Bonifacio IX cercò anzitutto di superare il più evidente motivo del dissenso polacco, ossia la limitata dignità ecclesiastica di Giacomo quale nunzio apostolico. Il trasferimento del vescovo di Imola, Antonio Calvi, alla sede di Todi aveva reso vacante la cattedra della città emiliana e il papa fece trapelare la sua intenzione di insediarvi Giacomo. Il governo di Bologna, sollecitato dal G., si affrettò a manifestare la propria soddisfazione e a dare assicurazione che Giacomo aveva superato i 25 anni d'età e aveva una solida preparazione culturale e conoscenze giuridiche che lo rendevano atto a uffici di alta responsabilità. Il 22 dic. 1395 Bonifacio IX, facendo proprie tali affermazioni, promosse Giacomo, ancora negli ordini minori, a vescovo di Imola. Contemporaneamente ordinò al governo di Bologna di versare al G. la somma di 2000 fiorini dal censo che gli Anziani consoli dovevano alla Camera apostolica per il vicariato loro concesso sulla città. Autorizzò inoltre Giacomo a trarre dalle somme che avrebbe incassato come collettore dei redditi della Camera dal Regno di Polonia altri 2000 fiorini. Il successivo 9 gennaio Bonifacio IX autorizzò quindi Giacomo a farsi consacrare sacerdote da qualunque vescovo avesse voluto. In Imola si era manifestata nel frattempo una chiara opposizione alla nomina di Giacomo, tanto che nel dicembre 1396 Bonifacio IX si vide costretto a scrivere al clero e ai fedeli invitandoli con fermezza a ricevere Giacomo quale loro vescovo. Se e quando ciò sia avvenuto non è stato tuttavia possibile appurare ed è anzi dubbio che Giacomo abbia mai messo piede nella diocesi assegnatagli. La morte lo colse infatti poco dopo, il 15 ag. 1399, probabilmente a Bologna.

Esito meno favorevole, almeno sotto il profilo strettamente finanziario, ebbe un impegno ancora più rilevante assunto dal G. verso Sigismondo di Lussemburgo, re d'Ungheria.

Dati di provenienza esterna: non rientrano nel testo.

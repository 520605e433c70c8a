//! Adapters for the services repositories can be hosted on.

use crate::errors::{MalformedUrl, UnknownProviderKind};
use crate::Repo;
use async_trait::async_trait;
use failure::Error;
use once_cell::sync::Lazy;
use regex::Regex;
use serde_derive::{Deserialize, Serialize};
use std::fmt::{self, Debug, Display, Formatter};
use std::str::FromStr;

mod gitea;
mod github;
mod gitlab;
pub(crate) mod pagination;

pub use self::gitea::Gitea;
pub use self::github::GitHub;
pub use self::gitlab::GitLab;
pub use self::pagination::PAGE_SIZE;

/// Something which can look up repositories on a hosting service.
#[async_trait]
pub trait Provider: Debug + Send + Sync {
    /// A short name for the service, used in log messages.
    fn name(&self) -> &str;

    /// The domain this provider owns (e.g. `github.com`).
    fn domain(&self) -> &str;

    /// Does this URL belong to the provider's domain?
    fn match_url(&self, url: &str) -> bool;

    /// Fetch a single repository from its URL (e.g.
    /// `https://github.com/torvalds/linux`).
    async fn get_repo(&self, url: &str) -> Result<Repo, Error>;

    /// Fetch every repository a user has starred, across all pages.
    async fn get_user_starred_repos(
        &self,
        user_name: &str,
    ) -> Result<Vec<Repo>, Error>;
}

/// The URL patterns shared by every provider hosted at a single domain.
#[derive(Clone)]
pub struct UrlPattern {
    domain: String,
    matcher: Regex,
}

impl UrlPattern {
    pub fn new<S: Into<String>>(domain: S) -> UrlPattern {
        let domain = domain.into();
        let pattern = format!(r"^(https?://)?{}/", regex::escape(&domain));
        let matcher = Regex::new(&pattern)
            .expect("An escaped domain is always a valid regex");

        UrlPattern { domain, matcher }
    }

    pub fn domain(&self) -> &str {
        &self.domain
    }

    pub fn matches(&self, url: &str) -> bool {
        self.matcher.is_match(url)
    }

    /// Pull the `(owner, repo)` pair out of a repository URL.
    pub fn owner_and_name(
        &self,
        url: &str,
        provider: &str,
    ) -> Result<(String, String), Error> {
        static OWNER_AND_NAME: Lazy<Regex> = Lazy::new(|| {
            Regex::new(r"^(?:https?://)?[\w.-]+(?::\d+)?/([^/?#]+)/([^/?#]+)")
                .expect("Valid regex")
        });

        match OWNER_AND_NAME.captures(url) {
            Some(caps) => Ok((caps[1].to_string(), caps[2].to_string())),
            None => Err(MalformedUrl {
                url: url.to_string(),
                provider: provider.to_string(),
            }
            .into()),
        }
    }
}

impl Debug for UrlPattern {
    fn fmt(&self, f: &mut Formatter) -> fmt::Result {
        f.debug_struct("UrlPattern")
            .field("domain", &self.domain)
            .finish()
    }
}

/// The kinds of self-hosted services a custom provider can be created for.
#[derive(Debug, Copy, Clone, PartialEq, Eq, Serialize, Deserialize)]
pub enum ProviderKind {
    #[serde(rename = "gitlab")]
    GitLab,
    #[serde(rename = "gitea")]
    Gitea,
}

impl ProviderKind {
    /// Create a provider for a self-hosted instance at `domain`, talking to
    /// the instance's API over HTTPS.
    pub fn for_domain(self, domain: &str) -> Box<dyn Provider> {
        match self {
            ProviderKind::GitLab => Box::new(GitLab::self_hosted(domain)),
            ProviderKind::Gitea => Box::new(Gitea::self_hosted(domain)),
        }
    }
}

impl Display for ProviderKind {
    fn fmt(&self, f: &mut Formatter) -> fmt::Result {
        match self {
            ProviderKind::GitLab => f.write_str("gitlab"),
            ProviderKind::Gitea => f.write_str("gitea"),
        }
    }
}

impl FromStr for ProviderKind {
    type Err = UnknownProviderKind;

    fn from_str(s: &str) -> Result<ProviderKind, UnknownProviderKind> {
        match s.to_lowercase().as_str() {
            "gitlab" => Ok(ProviderKind::GitLab),
            "gitea" | "forgejo" => Ok(ProviderKind::Gitea),
            _ => Err(UnknownProviderKind {
                name: s.to_string(),
            }),
        }
    }
}

/// The built-in providers, in the order they should be checked.
pub fn builtin() -> Vec<Box<dyn Provider>> {
    vec![
        Box::new(GitHub::new()),
        Box::new(GitLab::new()),
        Box::new(Gitea::codeberg()),
    ]
}
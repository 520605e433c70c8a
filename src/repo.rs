use failure::Fail;
use serde_derive::{Deserialize, Serialize};
use serde_json::Value;
use std::fmt::{self, Display, Formatter};
use std::str::FromStr;

/// The canonical record for a single repository, regardless of where it is
/// hosted.
///
/// Every field is optional. Providers only populate what their field mapper
/// declares, and the `id` is handed out by whichever storage backend saves
/// the repo first.
#[derive(Debug, Clone, Default, PartialEq, Serialize, Deserialize)]
pub struct Repo {
    #[serde(skip_serializing_if = "Option::is_none")]
    pub id: Option<String>,
    #[serde(skip_serializing_if = "Option::is_none")]
    pub full_name: Option<String>,
    #[serde(skip_serializing_if = "Option::is_none")]
    pub name: Option<String>,
    #[serde(skip_serializing_if = "Option::is_none")]
    pub description: Option<String>,
    #[serde(skip_serializing_if = "Option::is_none")]
    pub topics: Option<Vec<String>>,
    #[serde(skip_serializing_if = "Option::is_none")]
    pub url: Option<String>,
    #[serde(skip_serializing_if = "Option::is_none")]
    pub homepage: Option<String>,
    #[serde(skip_serializing_if = "Option::is_none")]
    pub lang: Option<String>,
    #[serde(skip_serializing_if = "Option::is_none")]
    pub license: Option<String>,
    #[serde(skip_serializing_if = "Option::is_none")]
    pub created_at: Option<String>,
    #[serde(skip_serializing_if = "Option::is_none")]
    pub last_push: Option<String>,
    #[serde(skip_serializing_if = "Option::is_none")]
    pub last_update: Option<String>,
    #[serde(skip_serializing_if = "Option::is_none")]
    pub forked: Option<bool>,
    #[serde(skip_serializing_if = "Option::is_none")]
    pub archived: Option<bool>,
    #[serde(skip_serializing_if = "Option::is_none")]
    pub template: Option<bool>,
    #[serde(skip_serializing_if = "Option::is_none")]
    pub forks: Option<u64>,
    #[serde(skip_serializing_if = "Option::is_none")]
    pub stars: Option<u64>,
    #[serde(skip_serializing_if = "Option::is_none")]
    pub owner: Option<String>,
    #[serde(skip_serializing_if = "Option::is_none")]
    pub owner_type: Option<String>,
}

impl Repo {
    /// A human friendly name for log messages.
    pub fn display_name(&self) -> &str {
        self.full_name
            .as_deref()
            .or_else(|| self.url.as_deref())
            .unwrap_or("<unnamed repo>")
    }

    /// The key used when checking whether two repos are the same
    /// repository (lower-cased URL without protocol or trailing slashes).
    pub fn dedup_key(&self) -> Option<String> {
        self.url.as_deref().map(normalize_url)
    }

    /// Store a raw JSON value in the requested field.
    ///
    /// Values whose JSON type doesn't fit the field (including `null`) leave
    /// the field untouched. Returns whether the field was set.
    pub fn set(&mut self, field: RepoField, value: &Value) -> bool {
        match field {
            RepoField::FullName => assign(&mut self.full_name, as_string(value)),
            RepoField::Name => assign(&mut self.name, as_string(value)),
            RepoField::Description => {
                assign(&mut self.description, as_string(value))
            }
            RepoField::Topics => assign(&mut self.topics, as_strings(value)),
            RepoField::Url => assign(&mut self.url, as_string(value)),
            RepoField::Homepage => assign(&mut self.homepage, as_string(value)),
            RepoField::Lang => assign(&mut self.lang, as_string(value)),
            RepoField::License => assign(&mut self.license, as_string(value)),
            RepoField::CreatedAt => {
                assign(&mut self.created_at, as_string(value))
            }
            RepoField::LastPush => assign(&mut self.last_push, as_string(value)),
            RepoField::LastUpdate => {
                assign(&mut self.last_update, as_string(value))
            }
            RepoField::Forked => assign(&mut self.forked, value.as_bool()),
            RepoField::Archived => assign(&mut self.archived, value.as_bool()),
            RepoField::Template => assign(&mut self.template, value.as_bool()),
            RepoField::Forks => assign(&mut self.forks, value.as_u64()),
            RepoField::Stars => assign(&mut self.stars, value.as_u64()),
            RepoField::Owner => assign(&mut self.owner, as_string(value)),
            RepoField::OwnerType => {
                assign(&mut self.owner_type, as_string(value))
            }
        }
    }
}

fn assign<T>(slot: &mut Option<T>, value: Option<T>) -> bool {
    match value {
        Some(v) => {
            *slot = Some(v);
            true
        }
        None => false,
    }
}

fn as_string(value: &Value) -> Option<String> {
    value.as_str().map(String::from)
}

fn as_strings(value: &Value) -> Option<Vec<String>> {
    value.as_array().map(|items| {
        items
            .iter()
            .filter_map(|it| it.as_str().map(String::from))
            .collect()
    })
}

/// Lower-case a URL and strip its protocol and any trailing slashes.
pub fn normalize_url(url: &str) -> String {
    let url = url.trim();
    let without_protocol = url
        .strip_prefix("https://")
        .or_else(|| url.strip_prefix("http://"))
        .unwrap_or(url);

    without_protocol.trim_end_matches('/').to_lowercase()
}

/// Every field a field mapper is allowed to populate.
///
/// `id` is deliberately missing, only storage backends get to assign it.
#[derive(Debug, Copy, Clone, PartialEq, Eq, Hash)]
pub enum RepoField {
    FullName,
    Name,
    Description,
    Topics,
    Url,
    Homepage,
    Lang,
    License,
    CreatedAt,
    LastPush,
    LastUpdate,
    Forked,
    Archived,
    Template,
    Forks,
    Stars,
    Owner,
    OwnerType,
}

impl RepoField {
    pub const ALL: [RepoField; 18] = [
        RepoField::FullName,
        RepoField::Name,
        RepoField::Description,
        RepoField::Topics,
        RepoField::Url,
        RepoField::Homepage,
        RepoField::Lang,
        RepoField::License,
        RepoField::CreatedAt,
        RepoField::LastPush,
        RepoField::LastUpdate,
        RepoField::Forked,
        RepoField::Archived,
        RepoField::Template,
        RepoField::Forks,
        RepoField::Stars,
        RepoField::Owner,
        RepoField::OwnerType,
    ];

    /// The field's name as it appears in serialized repos.
    pub fn as_str(self) -> &'static str {
        match self {
            RepoField::FullName => "full_name",
            RepoField::Name => "name",
            RepoField::Description => "description",
            RepoField::Topics => "topics",
            RepoField::Url => "url",
            RepoField::Homepage => "homepage",
            RepoField::Lang => "lang",
            RepoField::License => "license",
            RepoField::CreatedAt => "created_at",
            RepoField::LastPush => "last_push",
            RepoField::LastUpdate => "last_update",
            RepoField::Forked => "forked",
            RepoField::Archived => "archived",
            RepoField::Template => "template",
            RepoField::Forks => "forks",
            RepoField::Stars => "stars",
            RepoField::Owner => "owner",
            RepoField::OwnerType => "owner_type",
        }
    }
}

impl Display for RepoField {
    fn fmt(&self, f: &mut Formatter) -> fmt::Result {
        f.write_str(self.as_str())
    }
}

impl FromStr for RepoField {
    type Err = UnknownField;

    fn from_str(s: &str) -> Result<RepoField, UnknownField> {
        RepoField::ALL
            .iter()
            .copied()
            .find(|field| field.as_str() == s)
            .ok_or_else(|| UnknownField {
                name: s.to_string(),
            })
    }
}

/// A field mapper tried to target a field which doesn't exist on [`Repo`].
#[derive(Debug, Clone, PartialEq, Fail)]
#[fail(display = "\"{}\" isn't a known repo field", name)]
pub struct UnknownField {
    pub name: String,
}
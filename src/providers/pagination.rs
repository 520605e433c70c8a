use crate::client::ApiClient;
use crate::mapper::{parse_response, FieldMapper};
use crate::Repo;
use async_stream::try_stream;
use failure::Error;
use futures::stream::{Stream, TryStreamExt};
use serde_json::Value;

/// How many items are requested per page.
pub const PAGE_SIZE: usize = 100;

/// Lazily fetch the pages of a page-number paginated endpoint.
///
/// Pages are requested one after another (`page=1`, `page=2`, ...) and the
/// stream ends after the first page holding fewer than [`PAGE_SIZE`] items.
/// The `size_param` is whatever the API calls its page size parameter
/// (`per_page` for GitHub and GitLab, `limit` for Gitea).
pub(crate) fn paginated(
    client: ApiClient,
    path: String,
    size_param: &'static str,
) -> impl Stream<Item = Result<Vec<Value>, Error>> {
    try_stream! {
        let mut page = 1_usize;

        loop {
            let query = [
                (size_param, PAGE_SIZE.to_string()),
                ("page", page.to_string()),
            ];
            let raw = client.get_json(&path, &query).await?;
            let items = into_items(raw, &path)?;
            let is_last = items.len() < PAGE_SIZE;
            trace!("Page {} of {} had {} items", page, path, items.len());

            yield items;

            if is_last {
                break;
            }
            page += 1;
        }
    }
}

/// Pull every page from [`paginated()`] and normalize each item.
///
/// The first error aborts the whole fetch and anything accumulated so far is
/// dropped.
pub(crate) async fn fetch_all(
    client: ApiClient,
    path: String,
    size_param: &'static str,
    mapper: &FieldMapper,
) -> Result<Vec<Repo>, Error> {
    let pages = paginated(client, path, size_param);
    futures::pin_mut!(pages);

    let mut repos = Vec::new();

    while let Some(page) = pages.try_next().await? {
        repos.extend(page.iter().map(|raw| parse_response(raw, mapper)));
    }

    Ok(repos)
}

fn into_items(raw: Value, path: &str) -> Result<Vec<Value>, Error> {
    match raw {
        Value::Array(items) => Ok(items),
        other => {
            let msg = format!(
                "Expected a list of repositories from {}, found {}",
                path,
                kind_of(&other)
            );
            Err(failure::err_msg(msg))
        }
    }
}

fn kind_of(value: &Value) -> &'static str {
    match value {
        Value::Null => "null",
        Value::Bool(_) => "a boolean",
        Value::Number(_) => "a number",
        Value::String(_) => "a string",
        Value::Array(_) => "an array",
        Value::Object(_) => "an object",
    }
}

#[cfg(test)]
mod tests {
    use super::*;
    use crate::repo::RepoField;
    use serde_json::json;
    use wiremock::matchers::{method, path, query_param};
    use wiremock::{Mock, MockServer, ResponseTemplate};

    fn page_of(count: usize, offset: usize) -> Value {
        let items: Vec<Value> = (0..count)
            .map(|i| json!({ "full_name": format!("user/repo-{}", offset + i) }))
            .collect();
        Value::Array(items)
    }

    async fn mount_page(server: &MockServer, page: usize, body: Value) {
        Mock::given(method("GET"))
            .and(path("/users/alice/starred"))
            .and(query_param("page", page.to_string().as_str()))
            .and(query_param("per_page", "100"))
            .respond_with(ResponseTemplate::new(200).set_body_json(body))
            .expect(1)
            .mount(server)
            .await;
    }

    #[tokio::test]
    async fn stop_after_the_first_short_page() {
        let server = MockServer::start().await;
        mount_page(&server, 1, page_of(100, 0)).await;
        mount_page(&server, 2, page_of(100, 100)).await;
        mount_page(&server, 3, page_of(37, 200)).await;
        let mapper = FieldMapper::new(vec![("full_name", RepoField::FullName)]);

        let got = fetch_all(
            ApiClient::new(server.uri()),
            String::from("users/alice/starred"),
            "per_page",
            &mapper,
        )
        .await
        .unwrap();

        assert_eq!(got.len(), 237);
        assert_eq!(got[0].full_name.as_deref(), Some("user/repo-0"));
        assert_eq!(got[236].full_name.as_deref(), Some("user/repo-236"));

        let requests = server.received_requests().await.unwrap();
        let pages: Vec<String> = requests
            .iter()
            .filter_map(|r| {
                r.url
                    .query_pairs()
                    .find(|(k, _)| k == "page")
                    .map(|(_, v)| v.into_owned())
            })
            .collect();
        assert_eq!(pages, vec!["1", "2", "3"]);
    }

    #[tokio::test]
    async fn empty_first_page_means_no_repos() {
        let server = MockServer::start().await;
        mount_page(&server, 1, json!([])).await;
        let mapper = FieldMapper::new(vec![("full_name", RepoField::FullName)]);

        let got = fetch_all(
            ApiClient::new(server.uri()),
            String::from("users/alice/starred"),
            "per_page",
            &mapper,
        )
        .await
        .unwrap();

        assert!(got.is_empty());
    }

    #[tokio::test]
    async fn a_failing_page_fails_the_whole_fetch() {
        let server = MockServer::start().await;
        mount_page(&server, 1, page_of(100, 0)).await;
        Mock::given(method("GET"))
            .and(path("/users/alice/starred"))
            .and(query_param("page", "2"))
            .respond_with(ResponseTemplate::new(500))
            .expect(1)
            .mount(&server)
            .await;
        let mapper = FieldMapper::new(vec![("full_name", RepoField::FullName)]);

        let err = fetch_all(
            ApiClient::new(server.uri()),
            String::from("users/alice/starred"),
            "per_page",
            &mapper,
        )
        .await
        .unwrap_err();

        assert!(err.downcast_ref::<crate::errors::FailedRequest>().is_some());
    }

    #[tokio::test]
    async fn non_list_pages_are_an_error() {
        let server = MockServer::start().await;
        mount_page(&server, 1, json!({ "message": "nope" })).await;
        let mapper = FieldMapper::new(vec![("full_name", RepoField::FullName)]);

        let got = fetch_all(
            ApiClient::new(server.uri()),
            String::from("users/alice/starred"),
            "per_page",
            &mapper,
        )
        .await;

        assert!(got.is_err());
    }
}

Il 12 luglio 1397 il figlio del G. Bartolomeo aveva promesso a Sigismondo che avrebbe pagato a Pietro Regla e Caterino Greci 18.000 ducati d'oro, a copertura del debito che il re aveva contratto con loro e per la cui restituzione aveva costituito in garanzia due casse di gioielli depositate da Tommaso Mocenigo, su mandato del re, presso i procuratori di S. Marco a Venezia. Il 12 giugno 1398 Bartolomeo aveva versato al Regla e al Greci una quantità di rame per il valore di 9000 ducati e si era impegnato a dare loro l'altra metà della somma, in danaro, entro il successivo mese di ottobre. L'impegno era stato onorato e il 15 nov. 1398 i due creditori ne rilasciarono piena quietanza a Bartolomeo cedendogli contestualmente i diritti di garanzia sulle casse di gioielli. Il 20 nov. 1398 lo stesso Bartolomeo, tramite il banco di Bonifacio Gozzadini a Venezia, pagava a Tommaso Mocenigo altri 1500 ducati.

Di questa complessa e rilevante operazione, indubbiamente da lui autorizzata, il G. non poté seguire le ulteriori fasi. La morte lo colse infatti a Bologna il 22 nov. 1398, tanto rapida e inaspettata da non consentirgli di redigere il testamento. Soltanto nel 1424 i figli e i nipoti trovarono l'accordo per dividere l'ingente patrimonio da lui accumulato.